### Instructions for the task
Write the data out again, word for word.
═══
use std::collections::BTreeSet;

#[allow(dead_code)]
#[path = "../../core/tests/support/diffop_fixtures.rs"]
mod diffop_fixtures;

use diffop_fixtures::{EXPECTED_DIFFOP_VARIANT_COUNT, all_diffop_variants, diffop_variant_tag};
use schemadrift_core::{
    ColumnChange, Dialect, DiffOp, Error, GenerateError, IndexOwner, TriggerForEach,
};
use schemadrift_dialect_mysql::MysqlDialect;

#[test]
fn all_diffop_variants_are_exhaustively_classified() {
    let variants = all_diffop_variants();
    let tags = variants
        .iter()
        .map(diffop_variant_tag)
        .collect::<BTreeSet<_>>();

    assert_eq!(
        variants.len(),
        EXPECTED_DIFFOP_VARIANT_COUNT,
        "all_diffop_variants() should include every DiffOp variant",
    );
    assert_eq!(
        tags.len(),
        variants.len(),
        "all_diffop_variants() should not contain duplicate variants",
    );

    for op in &variants {
        let _ = is_supported_diffop(op);
    }
}

#[test]
fn every_diffop_variant_matches_mysql_support_contract() {
    let dialect = MysqlDialect;

    for op in &all_diffop_variants() {
        if is_supported_diffop(op) {
            let statements = dialect
                .generate_ddl(std::slice::from_ref(op))
                .unwrap_or_else(|error| panic!("expected supported op to generate SQL: {error:?}"));
            assert!(
                !statements.is_empty(),
                "supported op should emit at least one statement"
            );
        } else {
            let error = dialect
                .generate_ddl(std::slice::from_ref(op))
                .expect_err("unsupported op should return GenerateError");
            assert_unsupported_diffop_error(error, diffop_variant_tag(op));
        }
    }
}

fn is_supported_diffop(op: &DiffOp) -> bool {
    match op {
        DiffOp::CreateTable(table) => table.exclusions.is_empty(),
        DiffOp::DropTable(_) => true,
        DiffOp::RenameTable { .. } => true,
        DiffOp::AddColumn { .. } => true,
        DiffOp::DropColumn { .. } => true,
        DiffOp::AlterColumn { changes, .. } => {
            !changes.is_empty()
                && changes
                    .iter()
                    .any(|change| matches!(change, ColumnChange::SetType(_)))
        }
        DiffOp::RenameColumn { .. } => true,
        DiffOp::AddIndex(index) => {
            index.name.is_some() && matches!(index.owner, IndexOwner::Table(_))
        }
        DiffOp::DropIndex { owner, .. } => matches!(owner, IndexOwner::Table(_)),
        DiffOp::RenameIndex { owner, .. } => matches!(owner, IndexOwner::Table(_)),
        DiffOp::AddForeignKey { fk, .. } => fk.deferrable.is_none(),
        DiffOp::DropForeignKey { .. } => true,
        DiffOp::AddCheck { check, .. } => !check.no_inherit,
        DiffOp::DropCheck { .. } => true,
        DiffOp::AddExclusion { .. } => false,
        DiffOp::DropExclusion { .. } => false,
        DiffOp::SetPrimaryKey { .. } => true,
        DiffOp::DropPrimaryKey { .. } => true,
        DiffOp::AddPartition { partition, .. } => {
            !partition.columns.is_empty() && !partition.partitions.is_empty()
        }
        DiffOp::DropPartition { .. } => true,
        DiffOp::CreateView(_) => true,
        DiffOp::DropView(_) => true,
        DiffOp::CreateMaterializedView(_) => false,
        DiffOp::DropMaterializedView(_) => false,
        DiffOp::CreateSequence(_) => false,
        DiffOp::DropSequence(_) => false,
        DiffOp::AlterSequence { .. } => false,
        DiffOp::CreateTrigger(trigger) => {
            trigger.for_each == TriggerForEach::Row
                && trigger.when_clause.is_none()
                && !trigger.events.is_empty()
        }
        DiffOp::DropTrigger { .. } => true,
        DiffOp::CreateFunction(function) => {
            function.return_type.is_some() && !function.body.trim().is_empty()
        }
        DiffOp::DropFunction(_) => true,
        DiffOp::CreateType(_) => false,
        DiffOp::DropType(_) => false,
        DiffOp::AlterType { .. } => false,
        DiffOp::CreateDomain(_) => false,
        DiffOp::DropDomain(_) => false,
        DiffOp::AlterDomain { .. } => false,
        DiffOp::CreateExtension(_) => false,
        DiffOp::DropExtension(_) => false,
        DiffOp::CreateSchema(_) => false,
        DiffOp::DropSchema(_) => false,
        DiffOp::SetComment(_) => false,
        DiffOp::DropComment { .. } => false,
        DiffOp::Grant(_) => false,
        DiffOp::Revoke(_) => false,
        DiffOp::CreatePolicy(_) => false,
        DiffOp::DropPolicy { .. } => false,
        DiffOp::AlterTableOptions { .. } => false,
    }
}

fn assert_unsupported_diffop_error(error: Error, expected_diff_op: &str) {
    match error {
        Error::Generate(GenerateError::UnsupportedDiffOp { diff_op, .. }) => {
            assert_eq!(diff_op, expected_diff_op);
        }
        other => panic!("expected unsupported diff op error, got {other:?}"),
    }
}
═══
### Answer to the exercise
use std::collections::BTreeSet;

#[allow(dead_code)]
#[path = "../../core/tests/support/diffop_fixtures.rs"]
mod diffop_fixtures;

use diffop_fixtures::{EXPECTED_DIFFOP_VARIANT_COUNT, all_diffop_variants, diffop_variant_tag};
use schemadrift_core::{
    ColumnChange, Dialect, DiffOp, Error, GenerateError, IndexOwner, TriggerForEach,
};
use schemadrift_dialect_mysql::MysqlDialect;

#[test]
fn all_diffop_variants_are_exhaustively_classified() {
    let variants = all_diffop_variants();
    let tags = variants
        .iter()
        .map(diffop_variant_tag)
        .collect::<BTreeSet<_>>();

    assert_eq!(
        variants.len(),
        EXPECTED_DIFFOP_VARIANT_COUNT,
        "all_diffop_variants() should include every DiffOp variant",
    );
    assert_eq!(
        tags.len(),
        variants.len(),
        "all_diffop_variants() should not contain duplicate variants",
    );

    for op in &variants {
        let _ = is_supported_diffop(op);
    }
}

#[test]
fn every_diffop_variant_matches_mysql_support_contract() {
    let dialect = MysqlDialect;

    for op in &all_diffop_variants() {
        if is_supported_diffop(op) {
            let statements = dialect
                .generate_ddl(std::slice::from_ref(op))
                .unwrap_or_else(|error| panic!("expected supported op to generate SQL: {error:?}"));
            assert!(
                !statements.is_empty(),
                "supported op should emit at least one statement"
            );
        } else {
            let error = dialect
                .generate_ddl(std::slice::from_ref(op))
                .expect_err("unsupported op should return GenerateError");
            assert_unsupported_diffop_error(error, diffop_variant_tag(op));
        }
    }
}

fn is_supported_diffop(op: &DiffOp) -> bool {
    match op {
        DiffOp::CreateTable(table) => table.exclusions.is_empty(),
        DiffOp::DropTable(_) => true,
        DiffOp::RenameTable { .. } => true,
        DiffOp::AddColumn { .. } => true,
        DiffOp::DropColumn { .. } => true,
        DiffOp::AlterColumn { changes, .. } => {
            !changes.is_empty()
                && changes
                    .iter()
                    .any(|change| matches!(change, ColumnChange::SetType(_)))
        }
        DiffOp::RenameColumn { .. } => true,
        DiffOp::AddIndex(index) => {
            index.name.is_some() && matches!(index.owner, IndexOwner::Table(_))
        }
        DiffOp::DropIndex { owner, .. } => matches!(owner, IndexOwner::Table(_)),
        DiffOp::RenameIndex { owner, .. } => matches!(owner, IndexOwner::Table(_)),
        DiffOp::AddForeignKey { fk, .. } => fk.deferrable.is_none(),
        DiffOp::DropForeignKey { .. } => true,
        DiffOp::AddCheck { check, .. } => !check.no_inherit,
        DiffOp::DropCheck { .. } => true,
        DiffOp::AddExclusion { .. } => false,
        DiffOp::DropExclusion { .. } => false,
        DiffOp::SetPrimaryKey { .. } => true,
        DiffOp::DropPrimaryKey { .. } => true,
        DiffOp::AddPartition { partition, .. } => {
            !partition.columns.is_empty() && !partition.partitions.is_empty()
        }
        DiffOp::DropPartition { .. } => true,
        DiffOp::CreateView(_) => true,
        DiffOp::DropView(_) => true,
        DiffOp::CreateMaterializedView(_) => false,
        DiffOp::DropMaterializedView(_) => false,
        DiffOp::CreateSequence(_) => false,
        DiffOp::DropSequence(_) => false,
        DiffOp::AlterSequence { .. } => false,
        DiffOp::CreateTrigger(trigger) => {
            trigger.for_each == TriggerForEach::Row
                && trigger.when_clause.is_none()
                && !trigger.events.is_empty()
        }
        DiffOp::DropTrigger { .. } => true,
        DiffOp::CreateFunction(function) => {
            function.return_type.is_some() && !function.body.trim().is_empty()
        }
        DiffOp::DropFunction(_) => true,
        DiffOp::CreateType(_) => false,
        DiffOp::DropType(_) => false,
        DiffOp::AlterType { .. } => false,
        DiffOp::CreateDomain(_) => false,
        DiffOp::DropDomain(_) => false,
        DiffOp::AlterDomain { .. } => false,
        DiffOp::CreateExtension(_) => false,
        DiffOp::DropExtension(_) => false,
        DiffOp::CreateSchema(_) => false,
        DiffOp::DropSchema(_) => false,
        DiffOp::SetComment(_) => false,
        DiffOp::DropComment { .. } => false,
        DiffOp::Grant(_) => false,
        DiffOp::Revoke(_) => false,
        DiffOp::CreatePolicy(_) => false,
        DiffOp::DropPolicy { .. } => false,
        DiffOp::AlterTableOptions { .. } => false,
    }
}

fn assert_unsupported_diffop_error(error: Error, expected_diff_op: &str) {
    match error {
        Error::Generate(GenerateError::UnsupportedDiffOp { diff_op, .. }) => {
            assert_eq!(diff_op, expected_diff_op);
        }
        other => panic!("expected unsupported diff op error, got {other:?}"),
    }
}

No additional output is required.